Choice of medicines: Signs of severe illness and underlying diagnosis should be checked. Patients with edematous malnutrition, HIV co-infection, impaired renal status, liver dysfunction and cardiac illnesses are better treated with safe medicine such as AmBisome than antimonials.

Patient education: at the time of diagnosis and during treatment, it is important to provide health education for patients regarding visceral leishmaniasis, mechanism of transmission, means of prevention and the treatment. Attendants should also be provided with health education to help increase the general awareness about the disease in the community. Patients need to be informed about the treatment duration and potential adverse events.

Drug doses and preparations:

Antimonials: 20mg/kg/dose (minimum 200mg, there is no limit to maximum dose).

-        Sodium Stibogluconate has 100mg/ml preparation. For a 40kg person, the dose will be 40kgX20mg/Kg=800mg. This calculated dose will be divided to 100mg/ml to get the volume of drug to be given for the patient i.e. 8ml.

-        Glucantime preparation is 85mg/ml. Thus, the calculated dose (800mg) should be divided to 81mg/ml i.e. 9.9ml.

Liposomal amphotericin B (AmBisome®): preparations are 50mg powder. This has to be reconstituted with 12ml of distilled water to give 4mg/ml concentration. There are different kinds of regimens with AmBisome. Commonly used dosing is 3-5mg/kg/dose and 6 to 8 doses. To prepare with 5mg/kg for a 40kg patient, the dose required is 200mg. To convert this to ml, 200mg/4mg/ml=50ml. As each via is 12ml, it means 4 vials and 2ml from the fifth vial is needed to make the total dose of 200mg.

Paromomycin (Aminosidine): Preparation is 500mg/ml vial injection. The dose is 15mg/kg/day salt (sulphate form) (equivalent to 11mg/kg base). For a 40kg person, 40kgX15mg/Kg= 600mg i.e. 1.2ml per dose.

Miltefosine: 50mg tables are the available formulations. The dose is 2-3mg/kg per day; and 100mg for those weighing above 25Kg. It is recommended to be given twice per day with fatty meals. It is good to provide food like milk during the ingestion of the tablet to increase the absorption. Allometric dosing is recommended for children (weight <25Kg) as pharmacokinetic studies have shown 50mg per day dose to be low for children. Allometric dosing takes into account the metabolic rate of the drug as well as the excretion. This is not directly proportional to the weight in the children and needs specific calculations taking into account the metabolic rate.

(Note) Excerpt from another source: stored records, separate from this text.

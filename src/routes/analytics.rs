//! Analytics and dashboard routes.
//!
//! Each handler loads the caller's full transaction list once and reduces it
//! in memory through `services::analytics`.

use axum::extract::{Query, State};
use axum::http::StatusCode;
use axum::response::Json;
use serde::{Deserialize, Serialize};
use time::OffsetDateTime;

use crate::routes::auth::AuthUser;
use crate::routes::transactions::transaction_error_to_status;
use crate::services::analytics::{self, AnalyticsReport, Dashboard, MonthlyPoint};
use crate::services::transaction::{self, TransactionFilter, TransactionRow};
use crate::state::AppState;

async fn load_transactions(state: &AppState, auth: &AuthUser) -> Result<Vec<TransactionRow>, StatusCode> {
    transaction::get_user_transactions(&state.pool, &auth.actor(), &TransactionFilter::default())
        .await
        .map_err(|e| transaction_error_to_status(&e))
}

/// `GET /api/analytics`: summary plus income and expense breakdowns.
pub async fn analytics_report(
    State(state): State<AppState>,
    auth: AuthUser,
) -> Result<Json<AnalyticsReport>, StatusCode> {
    let txs = load_transactions(&state, &auth).await?;
    Ok(Json(analytics::report(&txs)))
}

#[derive(Deserialize)]
pub struct TrendQuery {
    months: Option<u32>,
}

#[derive(Serialize)]
pub struct TrendResponse {
    pub months: u32,
    pub is_empty: bool,
    pub points: Vec<MonthlyPoint>,
}

/// Accept only the offered trend windows; default to six months.
pub(crate) fn parse_trend_months(months: Option<u32>) -> Result<u32, StatusCode> {
    let months = months.unwrap_or(analytics::DEFAULT_TREND_MONTHS);
    if analytics::TREND_PERIODS.contains(&months) { Ok(months) } else { Err(StatusCode::BAD_REQUEST) }
}

/// `GET /api/analytics/trend?months=`: monthly income/expense totals.
pub async fn trend(
    State(state): State<AppState>,
    auth: AuthUser,
    Query(query): Query<TrendQuery>,
) -> Result<Json<TrendResponse>, StatusCode> {
    let months = parse_trend_months(query.months)?;
    let txs = load_transactions(&state, &auth).await?;
    let points = analytics::monthly_trend(&txs, OffsetDateTime::now_utc().date(), months);
    Ok(Json(TrendResponse { months, is_empty: analytics::trend_is_empty(&points), points }))
}

/// `GET /api/dashboard`: summary, expense breakdown, six-month trend, recent activity.
pub async fn dashboard(State(state): State<AppState>, auth: AuthUser) -> Result<Json<Dashboard>, StatusCode> {
    let txs = load_transactions(&state, &auth).await?;
    Ok(Json(analytics::dashboard(&txs, OffsetDateTime::now_utc().date())))
}

#[cfg(test)]
#[path = "analytics_test.rs"]
mod tests;
mod catalog;
mod db;
mod money;
mod rate_limit;
mod routes;
mod services;
mod state;

#[tokio::main]
async fn main() {
    dotenvy::dotenv().ok();
    tracing_subscriber::fmt::init();

    let database_url = std::env::var("DATABASE_URL").expect("DATABASE_URL required");
    let port: u16 = std::env::var("PORT")
        .unwrap_or_else(|_| "3000".into())
        .parse()
        .expect("invalid PORT");

    let pool = db::init_pool(&database_url)
        .await
        .expect("database init failed");

    // Both sign-in providers are optional; missing config disables the route.
    let google = services::auth::GoogleConfig::from_env();
    if google.is_some() {
        tracing::info!("Google sign-in enabled");
    } else {
        tracing::warn!("GOOGLE_CLIENT_ID/GOOGLE_CLIENT_SECRET/GOOGLE_REDIRECT_URI not set; Google sign-in disabled");
    }

    let email = services::email_auth::EmailDelivery::from_env();
    if email.is_some() {
        tracing::info!("sign-in code delivery via Resend enabled");
    } else {
        tracing::warn!("RESEND_API_KEY/RESEND_FROM not set; sign-in codes are only logged");
    }

    let state = state::AppState::new(pool, google, email);

    let app = routes::app(state);
    let listener = tokio::net::TcpListener::bind(format!("0.0.0.0:{port}"))
        .await
        .expect("failed to bind");

    tracing::info!(%port, "pocketbook listening");
    axum::serve(listener, app).await.expect("server failed");
}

Nursing follow up during treatment

Patients should be given their daily medicines and watched for possible complications. It is good to enquire the patient’s symptoms and observe during drug administration. Warning symptoms for possible drug related adverse events are:

SSG – abdominal pain, nausea, vomiting may show pancreatitis. Decrease in urine output is a sign of renal failure. Cardiotoxicity may lead to sudden cardiac arrest. ECG may show QT prolongation and should be done in patients suspected of cardiac problems and electrolyte abnormalities.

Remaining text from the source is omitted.